How do we recognize major discoveries? Great minds from peddling fools? Why are we bound by the inertia of past beliefs? This is an inside look at Mills, his critics and collaborators, experiments and technology, patent battles, and the wide range of his ideas, from atomic theory to cosmology, with historical background. It is a personal journey of discovery, a reflection on the nature of science, and the story of a scientific and technological revolution on the brink.
115,000 words / 400 pages including 100+ illustrations.
Read the introduction here.
The book is addressed to a wide audience; it has an inviting tone despite conveying information that is sometimes highly technical. An important part of the book’s accessibility will be the 100+ figures and illustrations. I have auditioned several artists and found a wonderful scientific illustrator for the project, Seattle local Matt Schmidt.
The project has been 5 years in writing, and represents 15 years of thought (since I was 17). I am finally submitting the complete full draft of the manuscript to my editor on February 8th, at which time Matt and I will jump into intense development of the illustrations. Throughout February and March, you will be able to watch as the illustrations come in on the blog. If all goes according to plan, I will be publishing the book in September this year (2016).

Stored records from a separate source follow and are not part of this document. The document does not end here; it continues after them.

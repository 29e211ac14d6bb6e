//! ID3v2.3 tag construction for MP3 payloads.
//!
//! The tag is built frame by frame and prepended to the untouched audio
//! stream. Text frames are written as UTF-16 with a BOM; the artwork frame
//! keeps its Latin-1 header so the JPEG bytes follow a minimal preamble.

use core_metadata::TagRecord;

use crate::leading_int;

const TAG_VERSION: [u8; 2] = [0x03, 0x00];
const FRONT_COVER: u8 = 0x03;

/// Prepend an ID3v2.3 tag built from `record` to the audio stream.
pub fn write_id3(audio: &[u8], record: &TagRecord, artwork: Option<&[u8]>) -> Vec<u8> {
    let mut frames = Vec::new();

    push_text(&mut frames, b"TIT2", &record.title);
    push_text(&mut frames, b"TALB", &record.album);
    if let Some(genre) = &record.genre {
        push_text(&mut frames, b"TCON", genre);
    }
    push_text(&mut frames, b"TPE2", &record.album_artist);
    push_text(&mut frames, b"TPE1", &record.artists.join(", "));
    if let Some(track) = &record.track_number_combined {
        push_text(&mut frames, b"TRCK", track);
    }
    if let Some(disc) = &record.disc_number_combined {
        push_text(&mut frames, b"TPOS", disc);
    }
    push_text(&mut frames, b"TCOP", record.copyright.as_deref().unwrap_or(""));
    push_text(&mut frames, b"TPUB", &record.publisher.join("/"));
    push_text(&mut frames, b"TMED", &record.media);
    push_text(&mut frames, b"TCOM", &record.composer.join("/"));

    push_txxx(&mut frames, "Artists", &record.artists.join("/"));
    push_txxx(
        &mut frames,
        "RELEASETYPE",
        record.release_type.as_deref().unwrap_or(""),
    );
    push_text(&mut frames, b"TSRC", record.isrc.as_deref().unwrap_or(""));
    push_txxx(&mut frames, "BARCODE", record.upc.as_deref().unwrap_or(""));
    push_txxx(&mut frames, "LABEL", record.label.as_deref().unwrap_or(""));
    push_txxx(&mut frames, "LYRICIST", &record.writer.join("/"));
    push_txxx(&mut frames, "MIXARTIST", &record.mixer.join("/"));
    let involved: Vec<&str> = record
        .producer
        .iter()
        .chain(record.engineer.iter())
        .map(String::as_str)
        .collect();
    push_txxx(&mut frames, "INVOLVEDPEOPLE", &involved.join("/"));
    frames.push(txxx_frame(
        "COMPILATION",
        if record.compilation { "1" } else { "0" },
    ));
    push_txxx(&mut frames, "EXPLICIT", record.explicit.as_deref().unwrap_or(""));
    frames.push(txxx_frame("SOURCE", &record.source));
    frames.push(txxx_frame("SOURCEID", &record.source_id));

    if let Some(lyrics) = record.unsynced_lyrics.as_deref().filter(|l| !l.is_empty()) {
        frames.push(uslt_frame(lyrics));
    }
    if let Some(cover) = artwork {
        frames.push(apic_frame(cover));
    }

    if let Some(year) = record.release_year.as_deref().filter(|y| leading_int(y) > 0) {
        push_text(&mut frames, b"TYER", year);
    }
    if let Some(date) = record.release_date.as_deref().filter(|d| leading_int(d) > 0) {
        push_text(&mut frames, b"TDAT", date);
    }
    if let Some(bpm) = record.bpm.as_deref().filter(|b| leading_int(b) > 0) {
        push_text(&mut frames, b"TBPM", bpm);
    }

    let frames_size: usize = frames.iter().map(Vec::len).sum();
    let mut out = Vec::with_capacity(10 + frames_size + audio.len());
    out.extend_from_slice(b"ID3");
    out.extend_from_slice(&TAG_VERSION);
    out.push(0); // flags
    out.extend_from_slice(&syncsafe(frames_size as u32));
    for frame in &frames {
        out.extend_from_slice(frame);
    }
    out.extend_from_slice(audio);
    out
}

fn push_text(frames: &mut Vec<Vec<u8>>, id: &[u8; 4], value: &str) {
    if !value.is_empty() {
        frames.push(text_frame(id, value));
    }
}

fn push_txxx(frames: &mut Vec<Vec<u8>>, description: &str, value: &str) {
    if !value.is_empty() {
        frames.push(txxx_frame(description, value));
    }
}

fn text_frame(id: &[u8; 4], value: &str) -> Vec<u8> {
    let mut body = vec![0x01];
    body.extend_from_slice(&utf16_with_bom(value));
    frame(id, body)
}

fn txxx_frame(description: &str, value: &str) -> Vec<u8> {
    let mut body = vec![0x01];
    body.extend_from_slice(&utf16_with_bom(description));
    body.extend_from_slice(&[0, 0]);
    body.extend_from_slice(&utf16_with_bom(value));
    frame(b"TXXX", body)
}

fn uslt_frame(lyrics: &str) -> Vec<u8> {
    let mut body = vec![0x01];
    body.extend_from_slice(b"eng");
    body.extend_from_slice(&utf16_with_bom("")); // content descriptor
    body.extend_from_slice(&[0, 0]);
    body.extend_from_slice(&utf16_with_bom(lyrics));
    frame(b"USLT", body)
}

fn apic_frame(cover: &[u8]) -> Vec<u8> {
    let mut body = vec![0x00]; // Latin-1 header, the image bytes are opaque
    body.extend_from_slice(b"image/jpeg");
    body.push(0);
    body.push(FRONT_COVER);
    body.push(0); // empty description
    body.extend_from_slice(cover);
    frame(b"APIC", body)
}

fn frame(id: &[u8; 4], body: Vec<u8>) -> Vec<u8> {
    let mut out = Vec::with_capacity(10 + body.len());
    out.extend_from_slice(id);
    out.extend_from_slice(&(body.len() as u32).to_be_bytes());
    out.extend_from_slice(&[0, 0]); // frame flags
    out.extend_from_slice(&body);
    out
}

fn utf16_with_bom(text: &str) -> Vec<u8> {
    let mut out = vec![0xFF, 0xFE];
    for unit in text.encode_utf16() {
        out.extend_from_slice(&unit.to_le_bytes());
    }
    out
}

/// Total tag size, 7 bits per byte.
fn syncsafe(size: u32) -> [u8; 4] {
    [
        ((size >> 21) & 0x7F) as u8,
        ((size >> 14) & 0x7F) as u8,
        ((size >> 7) & 0x7F) as u8,
        (size & 0x7F) as u8,
    ]
}
use crate::env::Env;
use anyhow::Result;
use std::sync::Arc;

pub trait EnvBuilderTrait: Sync + Send + 'static {
    type Env: Env;

    fn build_env(&self) -> Result<Self::Env>;
}

impl<E: Env, F: Sync + Send + 'static> EnvBuilderTrait for F
where
    F: Fn() -> Result<E>,
{
    type Env = E;

    fn build_env(&self) -> Result<Self::Env> {
        (self)()
    }
}

// how the environment builders should be injected into a batch
pub enum EnvBuilderType<EB: EnvBuilderTrait> {
    EnvBuilder { builder: Arc<EB>, n_envs: usize },
    EnvBuilderVec { builders: Vec<Arc<EB>> },
}

impl<EB: EnvBuilderTrait> EnvBuilderType<EB> {
    pub fn num_envs(&self) -> usize {
        match self {
            Self::EnvBuilder { n_envs, .. } => *n_envs,
            Self::EnvBuilderVec { builders } => builders.len(),
        }
    }

    /// Builds every env in order. The first builder error aborts the whole batch.
    pub fn build_envs(&self) -> Result<Vec<EB::Env>> {
        match self {
            Self::EnvBuilder { builder, n_envs } => {
                (0..*n_envs).map(|_| builder.build_env()).collect()
            }
            Self::EnvBuilderVec { builders } => builders.iter().map(|b| b.build_env()).collect(),
        }
    }
}
pub mod memory_state_preprocessor;
pub mod pixel_frame_preprocessor;

use candle_core::{DType, Result, Tensor};
use enum_dispatch::enum_dispatch;
use memory_state_preprocessor::MemoryStatePreprocessor;
use pixel_frame_preprocessor::PixelFramePreprocessor;

/// A stateless mapping from a raw observation to a normalized tensor.
#[enum_dispatch]
pub trait Preprocessor {
    /// Shape of a single transformed observation without the batch axis. `None` means the
    /// output shape follows the input and nothing can be assumed up front.
    fn shape(&self) -> Option<&[usize]>;
    fn transform(&self, observation: &Tensor) -> Result<Tensor>;
}

#[derive(Debug, Clone, Copy, Default)]
pub struct NoPreprocessor;

impl Preprocessor for NoPreprocessor {
    fn shape(&self) -> Option<&[usize]> {
        None
    }

    fn transform(&self, observation: &Tensor) -> Result<Tensor> {
        observation.unsqueeze(0)
    }
}

#[enum_dispatch(Preprocessor)]
#[derive(Debug, Clone)]
pub enum PreprocessorKind {
    NoPreprocessor(NoPreprocessor),
    PixelFrame(PixelFramePreprocessor),
    MemoryState(MemoryStatePreprocessor),
}

impl Default for PreprocessorKind {
    fn default() -> Self {
        Self::NoPreprocessor(NoPreprocessor)
    }
}

/// Maps [0, 255] intensities to roughly [-1, 1] via `(value - 128) / 128`. Integer inputs come
/// out as F32.
pub(crate) fn normalize_intensity(observation: &Tensor) -> Result<Tensor> {
    let observation = if observation.dtype().is_float() {
        observation.clone()
    } else {
        observation.to_dtype(DType::F32)?
    };
    observation.affine(1. / 128., -1.)
}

Brett Holverstott studied physics and chemistry for three years before completing his undergraduate degree in the philosophy of science in 2007. He worked closely with Mills for 18 months at his facility in New Jersey where he created mathematical workbooks and illustrations for Mills’ theoretical work. He worked remotely for several years afterward and is credited on two papers on molecular modeling. Since, Brett has pursued a career as an architect and writer. This will be his first published work.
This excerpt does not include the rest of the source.